Une fois qu’un texte est officiellement publié et lu par quelqu’un d’autre que le scripteur, il perd le sens original qu’avait prévu son scripteur.
Chaque lecture d’un texte est unique à cause de l’interpétation distincte qui en résulte. À chaque fois qu’un individu lit un texte, il l’interprète d’une manière légèrement différente à cause son expérience humaine qui est en évolution constante. Barthes a choisi d’abandonner le terme
« auteur » pour éliminer la tyrannie que l’auteur détient sur ses oeuvres.
Dans la langue anglaise, le mot
« author » suggère une structure de pouvoir entre le créateur et son texte. L’auteur domine sur le texte littéraire.

Le dernier argument est plus facile à digérer que la suite du concept du scripteur de Barthes.
D’après lui, le créateur d’un texte n’est pas un génie littéraire. En réalité, l’auteur ne crée rien. Les idées que « l’auteur » fait apparaître sur sa page blanche ne sont pas de sa propre création. Elles ne font que partie d’une collection aléatoire de son expérience de vie sur laquelle le scripteur n’a eu aucun contrôle.
« L’auteur » n’a pas inventé le concept de l’amour ou de la haine et alors n’a aucun droit de proclâmer qu’il détient le contrôle sur ces idées.
Le scripteur ou l’auteur ne fait que regurgiter des idées non originales qu’il a cueilli dans sa vie comme de petits champignons.

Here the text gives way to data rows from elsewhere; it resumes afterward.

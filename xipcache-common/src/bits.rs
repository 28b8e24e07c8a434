// Copyright 2025 xipcache Project Authors
//
// Licensed under the Apache License, Version 2.0 (the "License");
// you may not use this file except in compliance with the License.
// You may obtain a copy of the License at
//
//     http://www.apache.org/licenses/LICENSE-2.0
//
// Unless required by applicable law or agreed to in writing, software
// distributed under the License is distributed on an "AS IS" BASIS,
// WITHOUT WARRANTIES OR CONDITIONS OF ANY KIND, either express or implied.
// See the License for the specific language governing permissions and
// limitations under the License.

use std::{
    fmt::{Debug, Display},
    ops::{Add, BitAnd, Not, Range, Sub},
};

/// An unsigned trait that used by the utils.
pub trait Unsigned:
    Add<Output = Self>
    + Sub<Output = Self>
    + BitAnd<Output = Self>
    + Not<Output = Self>
    + Sized
    + From<u8>
    + Eq
    + Debug
    + Display
    + Clone
    + Copy
{
}

impl<
        U: Add<Output = Self>
            + Sub<Output = Self>
            + BitAnd<Output = Self>
            + Not<Output = Self>
            + Sized
            + From<u8>
            + Eq
            + Debug
            + Display
            + Clone
            + Copy,
    > Unsigned for U
{
}

/// Check if the given value is a power of 2.
#[inline(always)]
pub fn is_pow2<U: Unsigned>(v: U) -> bool {
    v != U::from(0) && v & (v - U::from(1)) == U::from(0)
}

/// Debug assert that the given value is a power of 2.
#[inline(always)]
pub fn debug_assert_pow2<U: Unsigned>(v: U) {
    debug_assert_eq!(v & (v - U::from(1)), U::from(0), "v: {}", v);
}

/// Check if the given value is aligned with the given align.
///
/// Note: The given align must be a power of 2.
#[inline(always)]
pub fn is_aligned<U: Unsigned>(align: U, v: U) -> bool {
    debug_assert_pow2(align);
    v & (align - U::from(1)) == U::from(0)
}

/// Align up the given value with the given align.
///
/// Note: The given align must be a power of 2.
#[inline(always)]
pub fn align_up<U: Unsigned>(align: U, v: U) -> U {
    debug_assert_pow2(align);
    (v + align - U::from(1)) & !(align - U::from(1))
}

/// Align down the given value with the given align.
///
/// Note: The given align must be a power of 2.
#[inline(always)]
pub fn align_down<U: Unsigned>(align: U, v: U) -> U {
    debug_assert_pow2(align);
    v & !(align - U::from(1))
}

/// Indices of the `block`-sized units touched by the byte range `[offset, offset + len)`.
///
/// An empty range touches no unit.
#[inline]
pub fn block_span(block: u64, offset: u64, len: u64) -> Range<u64> {
    if len == 0 {
        return offset / block..offset / block;
    }
    let start = align_down(block, offset) / block;
    let end = align_up(block, offset + len) / block;
    start..end
}

/// Whether the half-open ranges `[a, a + alen)` and `[b, b + blen)` overlap.
#[inline]
pub fn overlaps(a: u64, alen: u64, b: u64, blen: u64) -> bool {
    !(a + alen <= b || b + blen <= a)
}

#[cfg(test)]
mod tests {
    use super::*;

    #[test]
    fn test_align() {
        assert_eq!(align_up(4096u64, 1), 4096);
        assert_eq!(align_up(4096u64, 4096), 4096);
        assert_eq!(align_down(4096u64, 4095), 0);
        assert_eq!(align_down(2u64 << 20, (2 << 20) + 5), 2 << 20);
        assert!(is_aligned(4096usize, 8192));
        assert!(!is_aligned(4096usize, 8193));
        assert!(is_pow2(1u64 << 21));
        assert!(!is_pow2(0u64));
        assert!(!is_pow2(3u64));
    }

    #[test]
    fn test_block_span() {
        assert_eq!(block_span(4096, 0, 5), 0..1);
        assert_eq!(block_span(4096, 4095, 2), 0..2);
        assert_eq!(block_span(4096, 4096, 4096), 1..2);
        assert_eq!(block_span(4096, 8192, 0), 2..2);
    }

    #[test]
    fn test_overlaps() {
        assert!(overlaps(0, 10, 5, 10));
        assert!(overlaps(5, 10, 0, 10));
        assert!(!overlaps(0, 10, 10, 10));
        assert!(!overlaps(10, 10, 0, 10));
        assert!(overlaps(0, 100, 10, 1));
    }
}
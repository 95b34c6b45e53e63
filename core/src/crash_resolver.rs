use ble_common::GattError;

/// Tracks whether a crash-resolver flush is currently in flight. Resolved
/// open question: a second request while one is already running bails out
/// immediately with `Busy` rather than queuing behind it or restarting it —
/// the native flush already covers any state that arrived after the first
/// request was issued, so coalescing would just waste a CRITICAL-priority
/// slot.
#[derive(Debug, Default)]
pub struct CrashResolver {
    running: bool,
}

impl CrashResolver {
    pub fn new() -> Self {
        CrashResolver { running: false }
    }

    /// Call before submitting the CrashResolver task. Returns `Err(Busy)`
    /// without side effects if a flush is already in flight.
    pub fn try_start(&mut self) -> Result<(), GattError> {
        if self.running {
            return Err(GattError::Busy);
        }
        self.running = true;
        Ok(())
    }

    pub fn finish(&mut self) {
        self.running = false;
    }

    pub fn is_running(&self) -> bool {
        self.running
    }
}

#[cfg(test)]
mod tests {
    use super::*;

    #[test]
    fn second_start_while_running_bails_out_with_busy() {
        let mut resolver = CrashResolver::new();
        assert!(resolver.try_start().is_ok());
        assert_eq!(resolver.try_start(), Err(GattError::Busy));
        resolver.finish();
        assert!(resolver.try_start().is_ok());
    }
}
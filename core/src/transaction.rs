use crate::task::TaskKind;
use ble_common::GattError;

#[derive(Debug, Clone, Copy, PartialEq, Eq)]
pub enum TransactionKind {
    Auth,
    Init,
    Ota,
    UserCustom,
}

#[derive(Debug, Clone, Copy, PartialEq, Eq)]
pub enum TransactionState {
    Pending,
    Running,
    Succeeded,
    Failed,
}

/// A transaction groups one or more tasks that must all succeed, in order,
/// before the device's corresponding state bit (AUTHENTICATING, INITIALIZING,
/// PERFORMING_OTA) can clear. Steps run with elevated priority and resist
/// cancellation by ordinary user operations (enforced by the manager when it
/// submits them, not by the transaction itself).
#[derive(Debug, Clone)]
pub struct Transaction {
    pub kind: TransactionKind,
    pub state: TransactionState,
    steps: Vec<TaskKind>,
    cursor: usize,
    pub failure_reason: Option<GattError>,
}

impl Transaction {
    pub fn new(kind: TransactionKind, steps: Vec<TaskKind>) -> Self {
        Transaction { kind, state: TransactionState::Pending, steps, cursor: 0, failure_reason: None }
    }

    pub fn start(&mut self) -> Option<TaskKind> {
        self.state = TransactionState::Running;
        self.steps.get(self.cursor).cloned()
    }

    /// Advances past the just-completed step. Returns the next step to
    /// submit, or `None` once every step has succeeded (the transaction is
    /// then `Succeeded`).
    pub fn advance(&mut self) -> Option<TaskKind> {
        self.cursor += 1;
        match self.steps.get(self.cursor) {
            Some(next) => Some(next.clone()),
            None => {
                self.state = TransactionState::Succeeded;
                None
            }
        }
    }

    pub fn fail(&mut self, reason: GattError) {
        self.state = TransactionState::Failed;
        self.failure_reason = Some(reason);
    }

    pub fn is_terminal(&self) -> bool {
        matches!(self.state, TransactionState::Succeeded | TransactionState::Failed)
    }
}

#[cfg(test)]
mod tests {
    use super::*;
    use ble_adapter::AttributeTarget;
    use ble_common::Uuid;

    fn target() -> AttributeTarget {
        AttributeTarget { service_uuid: None, char_uuid: Uuid::empty(), descriptor_uuid: None }
    }

    #[test]
    fn advances_through_steps_in_order_then_succeeds() {
        let mut txn = Transaction::new(
            TransactionKind::Init,
            vec![
                TaskKind::Write { target: target(), value: vec![1], write_type: ble_adapter::WriteType::WithResponse },
                TaskKind::Read { target: target() },
            ],
        );
        let first = txn.start().unwrap();
        assert!(matches!(first, TaskKind::Write { .. }));
        let second = txn.advance().unwrap();
        assert!(matches!(second, TaskKind::Read { .. }));
        assert!(txn.advance().is_none());
        assert_eq!(txn.state, TransactionState::Succeeded);
    }

    #[test]
    fn fail_marks_transaction_terminal_with_reason() {
        let mut txn = Transaction::new(TransactionKind::Auth, vec![TaskKind::Read { target: target() }]);
        txn.start();
        txn.fail(GattError::AuthenticationFailed);
        assert!(txn.is_terminal());
        assert_eq!(txn.failure_reason, Some(GattError::AuthenticationFailed));
    }
}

Daniel Coffeen, un professeur de rhétorique à l’Université de Berkeley en Californie, compare le rôle du scripteur de Barthes au rôle de Jackson Pollock, un peintre expressioniste abstrait américain. Jackson Pollock crée des oeuvres avec un look plutôt aléatoire en projetant de la peinteur sur des canevas. Parfois, il roule même en vélo sur ses oeuvres pour leur donner une petite texture additionnelle. De la même manière que Jackson Pollock lance de la peinture contre ses canevas avec une idée générale du produit final, le scripteur lance des idées non originales de la vie contre son propre type de canevas. La seule différence entre les deux artistes est le type de médium utilisé. Le peintre ne crée pas la peinture qu’il utilise pour peindre. De la même façon, le scripteur ne crée pas les idées qui forment son texte.
Il les a simplement cueillies à partir d’évènements et d’autres personnes présentes dans sa vie. Pollock et le scripteur n’agissent que comme des
« facilitateurs de la chance ».

Dans un cours traitant de la mort de l’auteur et de la subjectivité inhérente des textes écrits, Daniel Coffeen compare la production d’un texte à la production d’un film. Lorsqu’un film est fini et mis en vente, il n’existe pas une personne qui est responsable d’avoir produit tout le film. Lors de la production du film, de nombreuses différentes personnes participent au travail. Il serait ridicule de donner tout le crédit à une personne. Les concepteurs de décor et de costumes, les producteurs et les réalisateurs ont tous eu des rôles importants dans la production du film. Désigner une personne comme l’auteur du film serait trop simpliste et enlèverait à la merveilleuse complexité qu’est la production d’un film. De la même manière, il serait trop simpliste d’attribuer tout le crédit à un auteur.

Il serait ridicule de nier qu’un pinceau a aidé dans la production d’un tableau, mais encore plus ridicule de demander à ce pinceau son interprétation de l’ oeuvre. Le rôle du pinceau est analogue au rôle du créateur d’un texte. Le texte a bel et bien un créateur, mais son rôle n’est pas celui qui est prescrit par la définition de l’auteur. Le créateur d’un texte ne devrait plus être vu comme un auteur, mais plutôt comme le scripteur de Roland Barthes. Le scripteur est comme un catalogue de mémoires aléatoirement acquises de l’expérience de vie. Lors de la création littéraire, ce catalogue d’idées sous pression est régurgité sur le support de la page blanche.